Ryan Johnson: Cxmmunity was founded in September 2019 as a solution to help minorities break into the esports and video game industry. As I continued to learn about the growing opportunities for K-12 and collegiate students within esports, I noticed a trend that minority schools and HBCUs (historically black colleges and universities) weren’t involved in the conversation.
We are fortunate to have John Cash on our board. John, the adjunct professor at Johnson C. Smith University, recently implemented the first minor esports management course at an HBCU. Our ultimate goal is to build out the esports landscape, exposing minorities to multidisciplinary career paths within the esports industry.
Top-tier games and top-tier leagues compete on high-powered PCs, which is one of the greatest challenges within esports. Creating a barrier of entry or a “Pay to Play” system that eliminates many potential contestants. Once we noticed this trend, we quickly formed Cxmmunity to be a voice and resource for those who want to be engaged in the industry but cannot afford to.
Courtesy of Cxmmunity
What kind of esports games are schools most interested in? In your experience, how involved are schools with esports?

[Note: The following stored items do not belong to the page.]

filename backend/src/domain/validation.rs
//! Customer request validation pipeline.
//!
//! A [`RequestValidator`] holds an ordered list of [`Check`]s. Each check
//! pairs a predicate over [`CustomerInput`] with the [`ValidationError`] it
//! raises. Validation walks the list and stops at the first failing predicate;
//! when every predicate passes the input is handed back untouched.
//!
//! The standard pipeline built by [`RequestValidator::new`] runs, in order:
//!
//! 1. name present
//! 2. name matches the configured [`NamePolicy`]
//! 3. email present
//! 4. email well formed
//! 5. email domain not on the block-list
//!
//! The validator is pure and holds only immutable configuration, so a single
//! instance can be shared across request handlers behind an `Arc`.

use std::collections::BTreeSet;
use std::fmt;

use regex::Regex;
use tracing::debug;

use super::customer::CustomerInput;

/// Consumer mail providers rejected unless configured otherwise.
pub const DEFAULT_BLOCKED_EMAIL_DOMAINS: [&str; 5] = [
    "gmail.com",
    "yahoo.com",
    "yahoo.in",
    "outlook.com",
    "hotmail.com",
];

/// Punctuation accepted by [`NamePolicy::LettersWithPunctuation`] by default.
pub const DEFAULT_NAME_PUNCTUATION: &str = " '-.";

/// First validation failure found for a [`CustomerInput`].
#[derive(Debug, Clone, PartialEq, Eq, thiserror::Error)]
pub enum ValidationError {
    /// Name absent or blank.
    #[error("name is required")]
    MissingName,
    /// Name contains characters outside the allowed set.
    #[error("name contains characters that are not allowed")]
    InvalidNameFormat,
    /// Email absent or blank.
    #[error("email is required")]
    MissingEmail,
    /// Email is not of the form `local@domain.tld`.
    #[error("invalid email format")]
    InvalidEmailFormat,
    /// Email domain is on the block-list.
    #[error("email domain {0} is not allowed")]
    RestrictedEmailDomain(String),
}

impl ValidationError {
    /// Stable machine-readable code.
    #[must_use]
    pub const fn code(&self) -> &'static str {
        match self {
            Self::MissingName => "missing_name",
            Self::InvalidNameFormat => "invalid_name_format",
            Self::MissingEmail => "missing_email",
            Self::InvalidEmailFormat => "invalid_email_format",
            Self::RestrictedEmailDomain(_) => "restricted_email_domain",
        }
    }

    /// Payload field the failure refers to.
    #[must_use]
    pub const fn field(&self) -> &'static str {
        match self {
            Self::MissingName | Self::InvalidNameFormat => "name",
            Self::MissingEmail | Self::InvalidEmailFormat | Self::RestrictedEmailDomain(_) => {
                "email"
            }
        }
    }
}

/// Which characters a customer name may contain.
#[derive(Debug, Clone, Default, PartialEq, Eq)]
pub enum NamePolicy {
    /// ASCII letters only: `^[a-zA-Z]+$`.
    #[default]
    AsciiLetters,
    /// Any Unicode letter plus the listed punctuation characters.
    LettersWithPunctuation(String),
}

impl NamePolicy {
    /// Letters plus [`DEFAULT_NAME_PUNCTUATION`].
    #[must_use]
    pub fn letters_with_default_punctuation() -> Self {
        Self::LettersWithPunctuation(DEFAULT_NAME_PUNCTUATION.to_owned())
    }

    fn pattern(&self) -> String {
        match self {
            Self::AsciiLetters => "^[a-zA-Z]+$".to_owned(),
            Self::LettersWithPunctuation(punctuation) => {
                let escaped: String = punctuation
                    .chars()
                    .map(|c| regex::escape(c.encode_utf8(&mut [0; 4])))
                    .collect();
                format!("^[\\p{{L}}{escaped}]+$")
            }
        }
    }
}

/// Static configuration for the standard pipeline.
#[derive(Debug, Clone, PartialEq, Eq)]
pub struct ValidationConfig {
    name_policy: NamePolicy,
    blocked_domains: BTreeSet<String>,
}

impl ValidationConfig {
    /// Build a configuration; domains are trimmed and lower-cased.
    pub fn new<I, S>(name_policy: NamePolicy, blocked_domains: I) -> Self
    where
        I: IntoIterator<Item = S>,
        S: AsRef<str>,
    {
        let blocked_domains = blocked_domains
            .into_iter()
            .map(|domain| domain.as_ref().trim().to_lowercase())
            .filter(|domain| !domain.is_empty())
            .collect();
        Self {
            name_policy,
            blocked_domains,
        }
    }

    /// Configured name policy.
    #[must_use]
    pub const fn name_policy(&self) -> &NamePolicy {
        &self.name_policy
    }

    /// Normalised block-list.
    #[must_use]
    pub const fn blocked_domains(&self) -> &BTreeSet<String> {
        &self.blocked_domains
    }
}

impl Default for ValidationConfig {
    fn default() -> Self {
        Self::new(NamePolicy::default(), DEFAULT_BLOCKED_EMAIL_DOMAINS)
    }
}

/// Failure to assemble a validator from configuration.
#[derive(Debug, thiserror::Error)]
pub enum ValidatorConfigError {
    /// The name policy did not produce a usable pattern.
    #[error("name policy pattern failed to compile: {0}")]
    NamePattern(#[from] regex::Error),
}

type Predicate = Box<dyn Fn(&CustomerInput) -> bool + Send + Sync>;
type Rejection = fn(&CustomerInput) -> ValidationError;

/// One pipeline stage: a predicate and the error raised when it fails.
pub struct Check {
    label: &'static str,
    predicate: Predicate,
    reject: Rejection,
}

impl Check {
    /// Pair a predicate with the error constructor used when it fails.
    pub fn new<P>(label: &'static str, predicate: P, reject: Rejection) -> Self
    where
        P: Fn(&CustomerInput) -> bool + Send + Sync + 'static,
    {
        Self {
            label,
            predicate: Box::new(predicate),
            reject,
        }
    }

    /// Short name used in logs.
    #[must_use]
    pub const fn label(&self) -> &'static str {
        self.label
    }

    fn run(&self, input: &CustomerInput) -> Result<(), ValidationError> {
        if (self.predicate)(input) {
            Ok(())
        } else {
            Err((self.reject)(input))
        }
    }
}

impl fmt::Debug for Check {
    fn fmt(&self, f: &mut fmt::Formatter<'_>) -> fmt::Result {
        f.debug_struct("Check").field("label", &self.label).finish_non_exhaustive()
    }
}

/// Name is present and not blank.
#[must_use]
pub fn has_name() -> Check {
    Check::new(
        "has_name",
        |input| present(input.name.as_deref()).is_some(),
        |_| ValidationError::MissingName,
    )
}

/// Trimmed name matches `pattern`.
#[must_use]
pub fn name_matches(pattern: Regex) -> Check {
    Check::new(
        "name_matches_policy",
        move |input| present(input.name.as_deref()).is_some_and(|name| pattern.is_match(name)),
        |_| ValidationError::InvalidNameFormat,
    )
}

/// Email is present and not blank.
#[must_use]
pub fn has_email() -> Check {
    Check::new(
        "has_email",
        |input| present(input.email.as_deref()).is_some(),
        |_| ValidationError::MissingEmail,
    )
}

/// Email splits into a non-empty local part and a dotted domain.
#[must_use]
pub fn email_well_formed() -> Check {
    Check::new(
        "email_well_formed",
        |input| email_domain(input).is_some(),
        |_| ValidationError::InvalidEmailFormat,
    )
}

/// Email domain is not in `blocked`.
#[must_use]
pub fn email_domain_allowed(blocked: BTreeSet<String>) -> Check {
    Check::new(
        "email_domain_allowed",
        move |input| email_domain(input).is_some_and(|domain| !blocked.contains(&domain)),
        |input| ValidationError::RestrictedEmailDomain(email_domain(input).unwrap_or_default()),
    )
}

fn present(value: Option<&str>) -> Option<&str> {
    value.map(str::trim).filter(|value| !value.is_empty())
}

/// Lower-cased domain of the input's email, when the address is well formed.
///
/// Well formed means exactly one `@`, a non-empty local part, and a domain
/// containing a `.` that is neither its first nor its last character.
#[must_use]
pub fn email_domain(input: &CustomerInput) -> Option<String> {
    let email = present(input.email.as_deref())?.to_lowercase();
    let (local, domain) = email.split_once('@')?;
    let well_formed = !local.is_empty()
        && !domain.is_empty()
        && !domain.contains('@')
        && domain.contains('.')
        && !domain.starts_with('.')
        && !domain.ends_with('.');
    well_formed.then(|| domain.to_owned())
}

/// Ordered, short-circuiting customer validator.
///
/// # Examples
/// ```
/// use customer_service::domain::{CustomerInput, RequestValidator, ValidationError};
///
/// let validator = RequestValidator::with_defaults().expect("default pattern compiles");
///
/// let ok = CustomerInput::new("abc", "abc@company.com");
/// assert_eq!(validator.validate(ok.clone()), Ok(ok));
///
/// let blocked = CustomerInput::new("abc", "abc@gmail.com");
/// assert_eq!(
///     validator.validate(blocked),
///     Err(ValidationError::RestrictedEmailDomain("gmail.com".into()))
/// );
/// ```
#[derive(Debug)]
pub struct RequestValidator {
    checks: Vec<Check>,
}

impl RequestValidator {
    /// Build the standard five-stage pipeline.
    ///
    /// # Errors
    /// Returns [`ValidatorConfigError::NamePattern`] if the name policy
    /// pattern cannot be compiled.
    pub fn new(config: &ValidationConfig) -> Result<Self, ValidatorConfigError> {
        let name_pattern = Regex::new(&config.name_policy().pattern())?;
        Ok(Self::from_checks(vec![
            has_name(),
            name_matches(name_pattern),
            has_email(),
            email_well_formed(),
            email_domain_allowed(config.blocked_domains().clone()),
        ]))
    }

    /// Standard pipeline over [`ValidationConfig::default`].
    ///
    /// # Errors
    /// See [`RequestValidator::new`].
    pub fn with_defaults() -> Result<Self, ValidatorConfigError> {
        Self::new(&ValidationConfig::default())
    }

    /// Assemble a custom pipeline; checks run in the given order.
    #[must_use]
    pub const fn from_checks(checks: Vec<Check>) -> Self {
        Self { checks }
    }

    /// Labels of the configured checks, in evaluation order.
    pub fn labels(&self) -> impl Iterator<Item = &'static str> + '_ {
        self.checks.iter().map(Check::label)
    }

    /// Run the checks in order and return the first failure.
    ///
    /// # Errors
    /// Returns the [`ValidationError`] of the first failing check.
    pub fn validate(&self, input: CustomerInput) -> Result<CustomerInput, ValidationError> {
        for check in &self.checks {
            if let Err(error) = check.run(&input) {
                debug!(check = check.label(), code = error.code(), "customer input rejected");
                return Err(error);
            }
        }
        Ok(input)
    }
}
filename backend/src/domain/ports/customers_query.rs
//! Driving port for customer reads.
//!
//! HTTP handlers depend on this trait rather than on the repository so they
//! never see storage errors directly.

use async_trait::async_trait;

use crate::domain::{Customer, CustomerId, CustomerServiceError, PageRequest};

/// Read-side customer use-cases.
#[cfg_attr(test, mockall::automock)]
#[async_trait]
pub trait CustomersQuery: Send + Sync {
    /// All customers ordered by id.
    async fn list_customers(&self) -> Result<Vec<Customer>, CustomerServiceError>;

    /// One page of customers ordered by id.
    async fn list_page(&self, page: PageRequest) -> Result<Vec<Customer>, CustomerServiceError>;

    /// A single customer, or [`CustomerServiceError::NotFound`].
    async fn get_customer(&self, id: CustomerId) -> Result<Customer, CustomerServiceError>;
}
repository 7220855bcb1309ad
//! Inbound adapters that translate external requests into domain service
//! calls while keeping framework details at the edge.
//!
//! HTTP handlers live under [`http`].

pub mod http;
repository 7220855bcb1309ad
//! HTTP server configuration object.

use std::net::SocketAddr;

use customer_service::domain::ValidationConfig;

/// Everything [`super::create_server`] needs to wire the application.
#[derive(Debug, Clone)]
pub struct ServerConfig {
    pub(crate) bind_addr: SocketAddr,
    pub(crate) validation: ValidationConfig,
    pub(crate) seed_demo_data: bool,
}

impl ServerConfig {
    /// Bind to `bind_addr` and validate payloads with `validation`.
    #[must_use]
    pub const fn new(bind_addr: SocketAddr, validation: ValidationConfig) -> Self {
        Self {
            bind_addr,
            validation,
            seed_demo_data: false,
        }
    }

    /// Pre-load the in-memory store with the demo customers.
    #[must_use]
    pub const fn with_demo_data(mut self, enabled: bool) -> Self {
        self.seed_demo_data = enabled;
        self
    }
}
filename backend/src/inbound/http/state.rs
//! Shared HTTP adapter state.
//!
//! HTTP handlers accept this state via `actix_web::web::Data` so they only
//! depend on domain ports (use-cases) and remain testable without I/O.

use std::sync::Arc;

use crate::domain::ports::{CustomersCommand, CustomersQuery};

/// Dependency bundle for HTTP handlers.
#[derive(Clone)]
pub struct HttpState {
    /// Read-side customer use-cases.
    pub customers_query: Arc<dyn CustomersQuery>,
    /// Write-side customer use-cases.
    pub customers_command: Arc<dyn CustomersCommand>,
}

impl HttpState {
    /// Construct state from the two customer ports.
    ///
    /// A single service usually implements both, so pass the same `Arc`
    /// twice.
    ///
    /// # Examples
    /// ```
    /// use std::sync::Arc;
    ///
    /// use customer_service::domain::{CustomerService, RequestValidator};
    /// use customer_service::inbound::http::state::HttpState;
    /// use customer_service::outbound::persistence::InMemoryCustomerRepository;
    ///
    /// let validator = RequestValidator::with_defaults().expect("default pattern compiles");
    /// let service = Arc::new(CustomerService::new(
    ///     Arc::new(InMemoryCustomerRepository::new()),
    ///     Arc::new(validator),
    /// ));
    /// let state = HttpState::new(service.clone(), service);
    /// let _query = state.customers_query.clone();
    /// ```
    pub fn new(
        customers_query: Arc<dyn CustomersQuery>,
        customers_command: Arc<dyn CustomersCommand>,
    ) -> Self {
        Self {
            customers_query,
            customers_command,
        }
    }
}
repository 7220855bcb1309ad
//! Request middleware.
//!
//! Purpose: request lifecycle concerns shared by every route, currently trace
//! identifier propagation.

pub mod trace;

pub use trace::Trace;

Schools are most open to titles like Fortnite, Rocket League, League of Legends, Smite, Madden, and NBA 2K. Schools that can afford it are fully embracing esports. Georgia was quick to jump on the opportunity to provide esports as a varsity sports program. This gave local youth here an upper hand as other states are quickly trying to figure out the most effective way to implement esports into their school districts.
Tell us a bit about your recent event with FaZe Clan and Offset, and what kind of opportunities were given to those students who were there?
In partnership with Axis Replay and RIISE Ventures, we were able to gather roughly 200 students throughout Metro Atlanta, and Offset provided $10,000.00 in scholarship to select students. The purpose of the day was to expose students to opportunities in esports and also take them to an esports event (Call of Duty Homestand Weekend, Atlanta). Throughout the day, students could interact with Offset and other members of Atlanta FaZe before being bused to the Gateway Center Arena. Additionally, it amazed students to see an influencer like Offset talk to them about continuing their education and the importance of working hard to achieve their dreams.